━━━ PROVIDED RECORDS
//! Async client for the Pokedex web service: catalog browsing, creature
//! cards, and turn-based battles against the remote game service.
//!
//! The remote service is the sole authority on move outcomes and health.
//! [`BattleSession`] drives each user action as one awaited exchange -
//! validate locally, submit, reconcile the authoritative response - and
//! reports the resulting display state through the [`Presenter`] trait.

mod card;
mod catalog;
mod presenter;
mod session;
mod transport;

pub use card::{CardView, MoveSlotView, Side, render_card};
pub use catalog::{BOOTSTRAP_FOUND, Catalog, RosterEntry};
pub use presenter::Presenter;
pub use session::{BattleSession, ClientError};
pub use transport::{GameService, Transport, TransportError};

pub use dexter_battle::{
    Combatant, MoveSlot, Outcome, Phase, SessionError, SideReport, TrackedMatch, TurnReport,
    TurnSummary,
};
pub use dexter_protocol::{CreatureDetail, GameCommand, GameRequest, MatchTokens, RosterRecord};

/// Base URL for the pokedex endpoints and card images
pub const POKEDEX_URL: &str =
    "https://courses.cs.washington.edu/courses/cse154/webservices/pokedex/";

/// Directory of roster sprite images
pub const SPRITE_URL: &str =
    "https://courses.cs.washington.edu/courses/cse154/webservices/pokedex/sprites/";

/// Directory of move/type icons
pub const ICON_URL: &str =
    "https://courses.cs.washington.edu/courses/cse154/webservices/pokedex/icons/";

/// Game service endpoint
pub const GAME_URL: &str =
    "https://courses.cs.washington.edu/courses/cse154/webservices/pokedex/game.php";
//! Catalog listing format.
//!
//! The pokedex endpoint returns the full roster as plain text, one record
//! per line in `Name:shortname` form.

use crate::ParseError;
use anyhow::Result;

/// One catalog record: display name plus the shortname used as lookup key
/// and sprite filename stem.
#[derive(Debug, Clone, PartialEq, Eq)]
pub struct RosterRecord {
    pub name: String,
    pub shortname: String,
}

/// Parse a full catalog response into roster records.
///
/// Blank lines are skipped. A non-blank line that is not `Name:shortname`
/// is an error, as is a catalog with no records at all.
pub fn parse_catalog(text: &str) -> Result<Vec<RosterRecord>> {
    let records: Vec<RosterRecord> = text
        .lines()
        .filter(|line| !line.trim().is_empty())
        .map(parse_catalog_line)
        .collect::<Result<Vec<_>>>()?;

    if records.is_empty() {
        return Err(ParseError::EmptyCatalog.into());
    }

    Ok(records)
}

/// Parse a single `Name:shortname` line
pub fn parse_catalog_line(line: &str) -> Result<RosterRecord> {
    let line = line.trim();

    let Some((name, shortname)) = line.split_once(':') else {
        return Err(ParseError::InvalidFormat(line.to_string()).into());
    };

    if shortname.is_empty() {
        return Err(ParseError::MissingField("shortname".to_string()).into());
    }

    Ok(RosterRecord {
        name: name.to_string(),
        shortname: shortname.to_string(),
    })
}
//! Match state tracking and domain types for the Pokedex battle client.
//!
//! This crate owns everything that is true about a match: who is fighting,
//! how much health each side has, which actions are currently legal, and
//! how an authoritative server response folds back into client state.
//!
//! # Overview
//!
//! `dexter-battle` sits between `dexter-protocol` (wire format) and the
//! transport-facing client:
//!
//! ```text
//! dexter-protocol (wire format)
//!        │
//!        ▼
//! dexter-battle (domain types + tracking) ← THIS CRATE
//!        │
//!        └─> dexter-client (transport + presentation callbacks)
//! ```
//!
//! # Main Types
//!
//! - [`Combatant`] - one side's creature state (health, move set)
//! - [`MoveSlot`] - a single move with optional damage points
//! - [`TrackedMatch`] - the match state machine: phase transitions, token
//!   ownership, the action-in-flight guard, and reconciliation of
//!   authoritative turn updates
//! - [`TurnReport`] - the projection handed to the presentation layer after
//!   each reconciled turn
//!
//! The server is the sole authority on move outcomes and health. This crate
//! never computes damage; it overwrites local state with what the server
//! reported and derives display values (percentages, low-health flags,
//! terminal outcome) from that.
//!
//! # Example Usage
//!
//! ```ignore
//! use dexter_battle::{Phase, TrackedMatch};
//!
//! let mut tracked = TrackedMatch::new();
//! tracked.select_creature(&detail)?;
//!
//! let request = tracked.begin_start()?;     // guard taken
//! // ... POST the request, await the response ...
//! tracked.complete_start(start);            // guard released, InProgress
//!
//! let request = tracked.begin_move(0)?;
//! // ... POST, await ...
//! let report = tracked.reconcile(&update)?;
//! println!("{}", report.summary.local_line());
//! ```

pub mod tracking;
pub mod types;

pub use tracking::{Outcome, Phase, SideReport, TrackedMatch, TurnReport, TurnSummary};
pub use types::{Combatant, LOW_HEALTH_PERCENT, MAX_MOVES, MoveSlot};

use thiserror::Error;

/// An action that is illegal for the current match phase, rejected
/// synchronously without touching match state.
#[derive(Error, Debug, Clone, PartialEq, Eq)]
pub enum SessionError {
    #[error("no creature has been selected")]
    NoSelection,

    #[error("no match is in progress")]
    NotInBattle,

    #[error("a match is already in progress")]
    MatchInProgress,

    #[error("the match is already over")]
    MatchOver,

    #[error("another action is still awaiting its result")]
    ActionInFlight,

    #[error("no move at slot {0}")]
    UnknownMove(usize),
}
━━━━━━
WHAT THE TASK ASKS
Return the full data, every line of it, with nothing altered.

SOLUTION BELOW
//! Async client for the Pokedex web service: catalog browsing, creature
//! cards, and turn-based battles against the remote game service.
//!
//! The remote service is the sole authority on move outcomes and health.
//! [`BattleSession`] drives each user action as one awaited exchange -
//! validate locally, submit, reconcile the authoritative response - and
//! reports the resulting display state through the [`Presenter`] trait.

mod card;
mod catalog;
mod presenter;
mod session;
mod transport;

pub use card::{CardView, MoveSlotView, Side, render_card};
pub use catalog::{BOOTSTRAP_FOUND, Catalog, RosterEntry};
pub use presenter::Presenter;
pub use session::{BattleSession, ClientError};
pub use transport::{GameService, Transport, TransportError};

pub use dexter_battle::{
    Combatant, MoveSlot, Outcome, Phase, SessionError, SideReport, TrackedMatch, TurnReport,
    TurnSummary,
};
pub use dexter_protocol::{CreatureDetail, GameCommand, GameRequest, MatchTokens, RosterRecord};

/// Base URL for the pokedex endpoints and card images
pub const POKEDEX_URL: &str =
    "https://courses.cs.washington.edu/courses/cse154/webservices/pokedex/";

/// Directory of roster sprite images
pub const SPRITE_URL: &str =
    "https://courses.cs.washington.edu/courses/cse154/webservices/pokedex/sprites/";

/// Directory of move/type icons
pub const ICON_URL: &str =
    "https://courses.cs.washington.edu/courses/cse154/webservices/pokedex/icons/";

/// Game service endpoint
pub const GAME_URL: &str =
    "https://courses.cs.washington.edu/courses/cse154/webservices/pokedex/game.php";
//! Catalog listing format.
//!
//! The pokedex endpoint returns the full roster as plain text, one record
//! per line in `Name:shortname` form.

use crate::ParseError;
use anyhow::Result;

/// One catalog record: display name plus the shortname used as lookup key
/// and sprite filename stem.
#[derive(Debug, Clone, PartialEq, Eq)]
pub struct RosterRecord {
    pub name: String,
    pub shortname: String,
}

/// Parse a full catalog response into roster records.
///
/// Blank lines are skipped. A non-blank line that is not `Name:shortname`
/// is an error, as is a catalog with no records at all.
pub fn parse_catalog(text: &str) -> Result<Vec<RosterRecord>> {
    let records: Vec<RosterRecord> = text
        .lines()
        .filter(|line| !line.trim().is_empty())
        .map(parse_catalog_line)
        .collect::<Result<Vec<_>>>()?;

    if records.is_empty() {
        return Err(ParseError::EmptyCatalog.into());
    }

    Ok(records)
}

/// Parse a single `Name:shortname` line
pub fn parse_catalog_line(line: &str) -> Result<RosterRecord> {
    let line = line.trim();

    let Some((name, shortname)) = line.split_once(':') else {
        return Err(ParseError::InvalidFormat(line.to_string()).into());
    };

    if shortname.is_empty() {
        return Err(ParseError::MissingField("shortname".to_string()).into());
    }

    Ok(RosterRecord {
        name: name.to_string(),
        shortname: shortname.to_string(),
    })
}
//! Match state tracking and domain types for the Pokedex battle client.
//!
//! This crate owns everything that is true about a match: who is fighting,
//! how much health each side has, which actions are currently legal, and
//! how an authoritative server response folds back into client state.
//!
//! # Overview
//!
//! `dexter-battle` sits between `dexter-protocol` (wire format) and the
//! transport-facing client:
//!
//! ```text
//! dexter-protocol (wire format)
//!        │
//!        ▼
//! dexter-battle (domain types + tracking) ← THIS CRATE
//!        │
//!        └─> dexter-client (transport + presentation callbacks)
//! ```
//!
//! # Main Types
//!
//! - [`Combatant`] - one side's creature state (health, move set)
//! - [`MoveSlot`] - a single move with optional damage points
//! - [`TrackedMatch`] - the match state machine: phase transitions, token
//!   ownership, the action-in-flight guard, and reconciliation of
//!   authoritative turn updates
//! - [`TurnReport`] - the projection handed to the presentation layer after
//!   each reconciled turn
//!
//! The server is the sole authority on move outcomes and health. This crate
//! never computes damage; it overwrites local state with what the server
//! reported and derives display values (percentages, low-health flags,
//! terminal outcome) from that.
//!
//! # Example Usage
//!
//! ```ignore
//! use dexter_battle::{Phase, TrackedMatch};
//!
//! let mut tracked = TrackedMatch::new();
//! tracked.select_creature(&detail)?;
//!
//! let request = tracked.begin_start()?;     // guard taken
//! // ... POST the request, await the response ...
//! tracked.complete_start(start);            // guard released, InProgress
//!
//! let request = tracked.begin_move(0)?;
//! // ... POST, await ...
//! let report = tracked.reconcile(&update)?;
//! println!("{}", report.summary.local_line());
//! ```

pub mod tracking;
pub mod types;

pub use tracking::{Outcome, Phase, SideReport, TrackedMatch, TurnReport, TurnSummary};
pub use types::{Combatant, LOW_HEALTH_PERCENT, MAX_MOVES, MoveSlot};

use thiserror::Error;

/// An action that is illegal for the current match phase, rejected
/// synchronously without touching match state.
#[derive(Error, Debug, Clone, PartialEq, Eq)]
pub enum SessionError {
    #[error("no creature has been selected")]
    NoSelection,

    #[error("no match is in progress")]
    NotInBattle,

    #[error("a match is already in progress")]
    MatchInProgress,

    #[error("the match is already over")]
    MatchOver,

    #[error("another action is still awaiting its result")]
    ActionInFlight,

    #[error("no move at slot {0}")]
    UnknownMove(usize),
}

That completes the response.